José Luis Zubizarreta-El Correo

  •  Centrado el debate en la suerte de quienes más han sufrido, cabe esperar que la solución del conflicto repare en su integridad el daño injusto causado a Ucrania

En este primer aniversario de la invasión de Ucrania por las tropas de Putin -al que amenazan con seguir otros con ordinales de creciente magnitud-, cualquier reflexión habrá de comenzar por el recuerdo de las víctimas. Nada podrá siquiera pensarse con vistas a la superación del conflicto y la reparación de sus devastadoras consecuencias, si no se sitúa a quienes más han sufrido en el centro del debate. Tal ha sido la consternación que ha sacudido a la opinión pública europea por la estremecedora visión de la barbarie, que nada que no redima en su integridad el daño injusto causado podrá resultarle ajustado a la radicalidad del mal que sus ojos han contemplado, día a día y hora a hora, a lo largo de este interminable año del horror. Y es que en muy pocos conflictos han sido como en éste tan nítidamente distinguibles culpabilidad e inocencia.

Procede, pues, sumarse antes de comenzar, al sentir de toda esa gente que ha llorado junto con los familiares de tantos cadáveres tirados por las calles, con tantos desalojados de viviendas arrasadas, con esas multitudes acurrucadas en las escaleras del metro, con los expatriados a países que no han elegido, con los padres que buscan a sus hijos desaparecidos o, quizá, robados, con quienes deambulan sin rumbo sobre campos nevados en busca de lo que saben que nunca van a encontrar y con los que han perdido, en fin, lo que ni siquiera tenían pero esperaban algún día alcanzar. Y sólo así, tras esta evocación que cada uno hará como mejor sepa, podrá empezarse a pensar en cómo salir de esta tragedia en la que una mente enloquecida y depravada ha metido a toda una nación y quién sabe si no al mundo entero.

No se oyen ya, visto lo que se ha visto, opiniones que defiendan falsas equidistancias a la hora de repartir responsabilidades. La decisión soberana de Ucrania en la elección de amigos y aliados ha dejado de formar parte del cúmulo de sofismas que se habían empleado al principio de la guerra para repartir culpas entre las partes. La cuestión se centra ahora en la búsqueda de las condiciones que hagan posible un deseable arreglo que acabe con el enfrentamiento bélico y vuelva a poner las cosas en su sitio. Y, en este punto, el dilema entre victoria o derrota no puede descartarse de manera simplista con asertos tan solemnes como falsos del tipo de ‘todas las guerras acaban en pactos’. La deriva de ésta que estamos sufriendo vira, más bien, en sentido contrario, asentada como está la convicción de que no será viable arreglo alguno que no vaya a interpretarse por las partes en términos precisamente de derrota o victoria. Hay guerras que, una vez iniciadas, llegan hasta tal punto de enquistamiento, que su detención, por deseada que sea, resulta imposible. Ésta quizá sea una de ellas.

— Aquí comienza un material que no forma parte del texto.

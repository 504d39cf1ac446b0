//! Shared error types for the services crate.

use std::fmt;
use thiserror::Error;

/// Named elements of the question view the engine writes to.
#[derive(Debug, Clone, Copy, PartialEq, Eq, Hash)]
pub enum Hook {
    ProgressFill,
    ProgressPercent,
    CompletedCount,
    ElapsedTime,
    OptionList,
    SubmitControl,
    PreviousControl,
    AnswerForm,
}

impl fmt::Display for Hook {
    fn fmt(&self, f: &mut fmt::Formatter<'_>) -> fmt::Result {
        let name = match self {
            Hook::ProgressFill => "progress fill",
            Hook::ProgressPercent => "progress percent",
            Hook::CompletedCount => "completed questions",
            Hook::ElapsedTime => "elapsed time",
            Hook::OptionList => "option list",
            Hook::SubmitControl => "submit control",
            Hook::PreviousControl => "previous question control",
            Hook::AnswerForm => "answer form",
        };
        f.write_str(name)
    }
}

/// A hook element is absent from the page. Callers degrade to a no-op.
#[derive(Debug, Error, Clone, Copy, PartialEq, Eq)]
#[error("page has no {0} element")]
pub struct MissingHook(pub Hook);

/// Errors emitted while loading a `QuestionSheet`.
#[derive(Debug, Error)]
#[non_exhaustive]
pub enum SheetError {
    #[error("question sheet has no questions")]
    Empty,
    #[error("question {ordinal} has no answer options")]
    NoOptions { ordinal: u32 },
    #[error("question sheet is too large: {len} questions")]
    TooLarge { len: usize },
    #[error(transparent)]
    Json(#[from] serde_json::Error),
}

El delirante discurso que Putin pronunció esta semana ante la Asamblea Federal de Rusia no hizo sino confirmar ese temor. Convirtió su guerra contra Ucrania en una confrontación global entre dos civilizaciones: la de Rusia y la que llamó, como si a su país le fuera extraña, la de Occidente. Así, quien todavía se resistiera a pensar que Europa o, mejor, Occidente entero estaba implicado en la contienda debió de llevarse una desagradable sorpresa. Querámoslo o no, Occidente somos y así hemos de asumirlo. De nada vale inhibirse, cuando una de las partes, con razón o sin ella, lo ha incluido a uno en la lista de enemigos. Putin ha dado el último empujón, por si falta hiciere, para que hasta los más reticentes, por el sólo hecho de sentirse parte de la cultura occidental, den el paso y se pongan del lado que él les ha asignado.

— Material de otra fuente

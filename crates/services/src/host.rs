use std::collections::BTreeSet;

use quiz_core::model::{ElapsedTime, Mirror, Notice, NoticeId, SubmitAffordance};

use crate::error::MissingHook;

/// Which optional elements the host page rendered.
#[derive(Debug, Clone, Copy, PartialEq, Eq)]
pub struct PageHooks {
    pub submit_control: bool,
    pub previous_control: bool,
}

impl Default for PageHooks {
    fn default() -> Self {
        Self {
            submit_control: true,
            previous_control: true,
        }
    }
}

/// The page that hosts one question view.
///
/// Everything the engine shows goes through this trait. Methods touching a named hook
/// report `MissingHook` when the element is absent; the engine treats that as a no-op.
/// Notices never fail: the host draws them on a surface of its own.
pub trait HostPage {
    fn hooks(&self) -> PageHooks {
        PageHooks::default()
    }

    /// # Errors
    ///
    /// `MissingHook` if the page has no progress fill.
    fn render_progress_fill(&mut self, percent: u8) -> Result<(), MissingHook>;

    /// # Errors
    ///
    /// `MissingHook` if the page has no progress percent text.
    fn render_progress_text(&mut self, percent: u8) -> Result<(), MissingHook>;

    /// # Errors
    ///
    /// `MissingHook` if the page has no completed-questions counter.
    fn render_completed(&mut self, completed: u32) -> Result<(), MissingHook>;

    /// # Errors
    ///
    /// `MissingHook` if the page has no elapsed time label.
    fn render_elapsed(&mut self, elapsed: ElapsedTime) -> Result<(), MissingHook>;

    /// Apply a batch of option state changes in one visible update.
    ///
    /// # Errors
    ///
    /// `MissingHook` if the page has no option list.
    fn mirror_options(&mut self, mirror: &Mirror) -> Result<(), MissingHook>;

    /// # Errors
    ///
    /// `MissingHook` if the page has no submit control.
    fn render_submit(&mut self, state: SubmitAffordance) -> Result<(), MissingHook>;

    fn show_notice(&mut self, notice: &Notice);

    fn fade_notice(&mut self, id: NoticeId);

    fn remove_notice(&mut self, id: NoticeId);

    /// Hand a validated answer to the page's submission action.
    ///
    /// # Errors
    ///
    /// `MissingHook` if the page has no answer form to submit.
    fn submit_answer(&mut self, selected: &BTreeSet<usize>) -> Result<(), MissingHook>;
}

Siendo así las cosas como colectividad, nos queda aún, a título individual, la duda de si vamos o nos llevan. Quién más quién menos, en esta adscripción forzada, abriga el temor de que, esta guerra mediante, estén dirimiéndose otros intereses que llaman geoestratégicos y que sólo cuando el futuro ponga las cartas boca arriba quedarán al descubierto. La buena fe de mucha gente podría quedar defraudada. Sólo nos queda a día de hoy, demostradas ya nuestras convicciones cívicas y éticas, exigir de los poderes públicos la suficiente gallardía -o comoquiera se llame esa virtud- de decirnos con claridad qué se traen entre manos en sus opacas reuniones. Por de pronto, nada se ha debatido aún entre nosotros en el lugar en que se desarrollan las deliberaciones sobre asuntos tan graves y que tan de cerca nos afectan. No resulte, al final, que los derechos de Ucrania salgan tan malparados como desengañada nuestra ingenuidad.